● Problem: The entries below contain a stretch that opens with the line containing "available connection slots." and closes with the line containing "use super::*;"; set down that stretch exactly, both ends included, and nothing else.

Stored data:
_ _ _ _ _ _ _

//! Consecutive no-progress counter.

/// Counts consecutive ticks that transferred nothing.
///
/// `record` reports exhaustion on the `limit`-th consecutive stall; any
/// successful transfer calls `reset`.
#[derive(Debug, Clone, Copy)]
pub struct StallCounter {
    count: u32,
    limit: u32,
}

impl StallCounter {
    pub fn new(limit: u32) -> Self {
        Self { count: 0, limit }
    }

    /// Record one stall. Returns `true` once the ceiling is reached.
    pub fn record(&mut self) -> bool {
        self.count = self.count.saturating_add(1);
        self.count >= self.limit
    }

    pub fn reset(&mut self) {
        self.count = 0;
    }

    pub fn count(&self) -> u32 {
        self.count
    }

    pub fn limit(&self) -> u32 {
        self.limit
    }
}
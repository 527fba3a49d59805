//! TCP listener with backpressure.
//!
//! # Responsibilities
//! - Bind to the configured address
//! - Accept incoming stream connections
//! - Enforce max_connections limit via semaphore

use std::net::SocketAddr;
use std::sync::Arc;
use tokio::net::{TcpListener, TcpStream};
use tokio::sync::{OwnedSemaphorePermit, Semaphore};

use crate::config::ListenerConfig;

/// Error type for listener operations.
#[derive(Debug)]
pub enum ListenerError {
    /// Failed to bind to address.
    Bind(std::io::Error),
    /// Failed to accept connection.
    Accept(std::io::Error),
    /// The connection limit semaphore was closed.
    Closed,
}

impl std::fmt::Display for ListenerError {
    fn fmt(&self, f: &mut std::fmt::Formatter<'_>) -> std::fmt::Result {
        match self {
            ListenerError::Bind(e) => write!(f, "Failed to bind: {}", e),
            ListenerError::Accept(e) => write!(f, "Failed to accept: {}", e),
            ListenerError::Closed => write!(f, "Connection limiter closed"),
        }
    }
}

impl std::error::Error for ListenerError {}

/// A bounded TCP listener that limits concurrent stream connections.
///
/// When the limit is reached, new connections wait in the kernel backlog
/// until a worker releases its slot.
pub struct Listener {
    inner: TcpListener,
    connection_limit: Arc<Semaphore>,
    max_connections: usize,
}

impl Listener {
    /// Bind to the configured address with connection limits.
    pub async fn bind(config: &ListenerConfig) -> Result<Self, ListenerError> {
        let addr: SocketAddr = config.bind_address.parse().map_err(|e| {
            ListenerError::Bind(std::io::Error::new(std::io::ErrorKind::InvalidInput, e))
        })?;

        let listener = TcpListener::bind(addr).await.map_err(ListenerError::Bind)?;
        let local_addr = listener.local_addr().map_err(ListenerError::Bind)?;

        tracing::info!(
            address = %local_addr,
            max_connections = config.max_connections,
            "Listener bound"
        );

        Ok(Self {
            inner: listener,
            connection_limit: Arc::new(Semaphore::new(config.max_connections)),
            max_connections: config.max_connections,
        })
    }

    /// Accept a new connection, respecting the connection limit.
    ///
    /// Returns the stream and a permit that must be held for the connection's lifetime.
    pub async fn accept(&self) -> Result<(TcpStream, SocketAddr, ConnectionPermit), ListenerError> {
        // Acquire permit first (backpressure)
        let permit = self
            .connection_limit
            .clone()
            .acquire_owned()
            .await
            .map_err(|_| ListenerError::Closed)?;

        let (stream, addr) = self.inner.accept().await.map_err(ListenerError::Accept)?;

        tracing::debug!(
            peer_addr = %addr,
            available_permits = self.connection_limit.available_permits(),
            "Connection accepted"
        );

        Ok((stream, addr, ConnectionPermit { _permit: permit }))
    }

    /// Get the local address this listener is bound to.
    pub fn local_addr(&self) -> Result<SocketAddr, std::io::Error> {
        self.inner.local_addr()
    }

    /// Get current available connection slots.
    pub fn available_permits(&self) -> usize {
        self.connection_limit.available_permits()
    }

    /// Get configured maximum connections.
    pub fn max_connections(&self) -> usize {
        self.max_connections
    }
}

/// A permit representing a connection slot.
///
/// Moved into the worker thread; the slot is released when the worker exits,
/// even if it panics.
#[derive(Debug)]
pub struct ConnectionPermit {
    _permit: OwnedSemaphorePermit,
}

#[cfg(test)]
mod tests {
    use super::*;

    #[tokio::test]
    async fn permits_are_returned_on_drop() {
        let config = ListenerConfig {
            bind_address: "127.0.0.1:0".into(),
            max_connections: 2,
        };
        let listener = Listener::bind(&config).await.unwrap();
        let addr = listener.local_addr().unwrap();

        let _client = tokio::net::TcpStream::connect(addr).await.unwrap();
        let (_stream, _peer, permit) = listener.accept().await.unwrap();
        assert_eq!(listener.available_permits(), 1);

        drop(permit);
        assert_eq!(listener.available_permits(), 2);
        assert_eq!(listener.max_connections(), 2);
    }

    #[tokio::test]
    async fn bad_address_fails_to_bind() {
        let config = ListenerConfig {
            bind_address: "not-an-address".into(),
            max_connections: 1,
        };
        assert!(matches!(
            Listener::bind(&config).await,
            Err(ListenerError::Bind(_))
        ));
    }
}
//! End-to-end tests over loopback sockets.

use std::io::{Read, Write};
use std::net::TcpStream;
use std::time::Duration;

use spineml_client::{wire, Client, Role};
use spineml_net::config::{PreloadConfig, RelayRoute};
use spineml_net::host::DataDestination;

mod common;

const WAIT: Duration = Duration::from_secs(5);

#[tokio::test(flavor = "multi_thread", worker_threads = 2)]
async fn target_client_receives_host_data_in_batches() {
    let running = common::start_server(common::test_config()).await;
    let addr = running.local_addr();
    let host = running.host().clone();

    let mut client = tokio::task::spawn_blocking(move || {
        let client = Client::connect(addr, Role::Target, 3, "out").unwrap();
        client.set_read_timeout(Some(WAIT)).unwrap();
        client
    })
    .await
    .unwrap();

    assert!(common::eventually(|| host.find("out").is_some(), WAIT).await);
    let destination = host.add_data("out", &[1.0, 2.0, 3.0, 4.0, 5.0, 6.0]);
    assert!(matches!(destination, DataDestination::Connection(_)));

    let batches = tokio::task::spawn_blocking(move || {
        let first = client.recv_batch().unwrap();
        let second = client.recv_batch().unwrap();
        (first, second)
    })
    .await
    .unwrap();

    assert_eq!(batches.0, vec![1.0, 2.0, 3.0]);
    assert_eq!(batches.1, vec![4.0, 5.0, 6.0]);
    assert!(running.stop(WAIT).await);
}

#[tokio::test(flavor = "multi_thread", worker_threads = 2)]
async fn source_client_batches_reach_the_host() {
    let running = common::start_server(common::test_config()).await;
    let addr = running.local_addr();
    let host = running.host().clone();

    tokio::task::spawn_blocking(move || {
        let mut client = Client::connect(addr, Role::Source, 2, "in").unwrap();
        client.send_batch(&[0.25, 0.5]).unwrap();
        client.send_batch(&[0.75, 1.0]).unwrap();
        client.close().unwrap();
    })
    .await
    .unwrap();

    // values are collected whether the worker is still running or has parked them
    let mut collected = Vec::new();
    let deadline = tokio::time::Instant::now() + WAIT;
    while collected.len() < 4 && tokio::time::Instant::now() < deadline {
        collected.extend(host.take_data("in"));
        tokio::time::sleep(Duration::from_millis(5)).await;
    }
    assert_eq!(collected, vec![0.25, 0.5, 0.75, 1.0]);
    assert!(running.stop(WAIT).await);
}

#[tokio::test(flavor = "multi_thread", worker_threads = 2)]
async fn preloaded_values_are_adopted_on_connect() {
    let mut config = common::test_config();
    config.preload.push(PreloadConfig {
        name: "pop1".into(),
        values: vec![9.9],
    });
    let running = common::start_server(config).await;
    let addr = running.local_addr();

    let batch = tokio::task::spawn_blocking(move || {
        let mut client = Client::connect(addr, Role::Target, 1, "pop1").unwrap();
        client.set_read_timeout(Some(WAIT)).unwrap();
        client.recv_batch().unwrap()
    })
    .await
    .unwrap();

    assert_eq!(batch, vec![9.9]);
    assert!(!running.host().registry().contains("pop1"));
    assert!(running.stop(WAIT).await);
}

#[tokio::test(flavor = "multi_thread", worker_threads = 2)]
async fn spike_streams_are_refused() {
    let running = common::start_server(common::test_config()).await;
    let addr = running.local_addr();

    let (hello, after) = tokio::task::spawn_blocking(move || {
        let mut socket = TcpStream::connect(addr).unwrap();
        socket.set_read_timeout(Some(WAIT)).unwrap();
        socket.write_all(&[wire::AM_SOURCE]).unwrap();
        let mut hello = [0u8; 1];
        socket.read_exact(&mut hello).unwrap();

        socket.write_all(&[wire::RESP_DATA_SPIKES]).unwrap();
        let mut rest = [0u8; 1];
        // the server closes without replying
        let after = socket.read(&mut rest).unwrap_or(0);
        (hello[0], after)
    })
    .await
    .unwrap();

    assert_eq!(hello, wire::RESP_HELLO);
    assert_eq!(after, 0);
    assert!(common::eventually(|| running.tracker().active_count() == 0, WAIT).await);
    assert!(running.stop(WAIT).await);
}

#[tokio::test(flavor = "multi_thread", worker_threads = 2)]
async fn relay_forwards_source_to_target() {
    let mut config = common::test_config();
    config.relay.push(RelayRoute {
        from: "a_out".into(),
        to: "b_in".into(),
    });
    let running = common::start_server(config).await;
    let addr = running.local_addr();

    let source = tokio::task::spawn_blocking(move || {
        let mut source = Client::connect(addr, Role::Source, 2, "a_out").unwrap();
        source.send_batch(&[3.0, 4.0]).unwrap();
        source
    })
    .await
    .unwrap();

    // no target yet, so the relay parks the values in the registry
    let registry = running.host().registry().clone();
    assert!(common::eventually(|| registry.pending("b_in") == 2, WAIT).await);

    let received = tokio::task::spawn_blocking(move || {
        let mut target = Client::connect(addr, Role::Target, 2, "b_in").unwrap();
        target.set_read_timeout(Some(WAIT)).unwrap();
        target.recv_batch().unwrap()
    })
    .await
    .unwrap();
    drop(source);

    assert_eq!(received, vec![3.0, 4.0]);
    assert!(running.stop(WAIT).await);
}

#[tokio::test(flavor = "multi_thread", worker_threads = 2)]
async fn second_client_with_a_live_name_is_refused() {
    let running = common::start_server(common::test_config()).await;
    let addr = running.local_addr();
    let host = running.host().clone();

    let first = tokio::task::spawn_blocking(move || Client::connect(addr, Role::Target, 1, "dup").unwrap())
        .await
        .unwrap();
    assert!(common::eventually(|| host.find("dup").is_some(), WAIT).await);

    let second = tokio::task::spawn_blocking(move || {
        let mut socket = TcpStream::connect(addr).unwrap();
        socket.set_read_timeout(Some(WAIT)).unwrap();
        socket.write_all(&[wire::AM_TARGET]).unwrap();
        let mut reply = [0u8; 1];
        socket.read_exact(&mut reply).unwrap();
        socket.write_all(&[wire::RESP_DATA_NUMS]).unwrap();
        socket.read_exact(&mut reply).unwrap();
        socket.write_all(&1u32.to_le_bytes()).unwrap();
        socket.read_exact(&mut reply).unwrap();
        socket.write_all(&3u32.to_le_bytes()).unwrap();
        socket.write_all(b"dup").unwrap();
        // the name is refused: the server closes instead of acknowledging
        socket.read(&mut reply).unwrap_or(0)
    })
    .await
    .unwrap();

    assert_eq!(second, 0);
    assert_eq!(host.active_count(), 1);
    drop(first);
    assert!(running.stop(WAIT).await);
}

#[tokio::test(flavor = "multi_thread", worker_threads = 2)]
async fn stop_closes_idle_connections() {
    let running = common::start_server(common::test_config()).await;
    let addr = running.local_addr();
    let host = running.host().clone();

    let idle = tokio::task::spawn_blocking(move || Client::connect(addr, Role::Source, 1, "quiet").unwrap())
        .await
        .unwrap();
    assert!(common::eventually(|| host.active_count() == 1, WAIT).await);

    let tracker = running.tracker().clone();
    assert!(running.stop(WAIT).await);
    assert_eq!(tracker.active_count(), 0);
    assert!(host.find("quiet").is_none());
    drop(idle);
}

_ _ _ _ _ _ _

● Output:
    /// Get current available connection slots.
    pub fn available_permits(&self) -> usize {
        self.connection_limit.available_permits()
    }

    /// Get configured maximum connections.
    pub fn max_connections(&self) -> usize {
        self.max_connections
    }
}

/// A permit representing a connection slot.
///
/// Moved into the worker thread; the slot is released when the worker exits,
/// even if it panics.
#[derive(Debug)]
pub struct ConnectionPermit {
    _permit: OwnedSemaphorePermit,
}

#[cfg(test)]
mod tests {
    use super::*;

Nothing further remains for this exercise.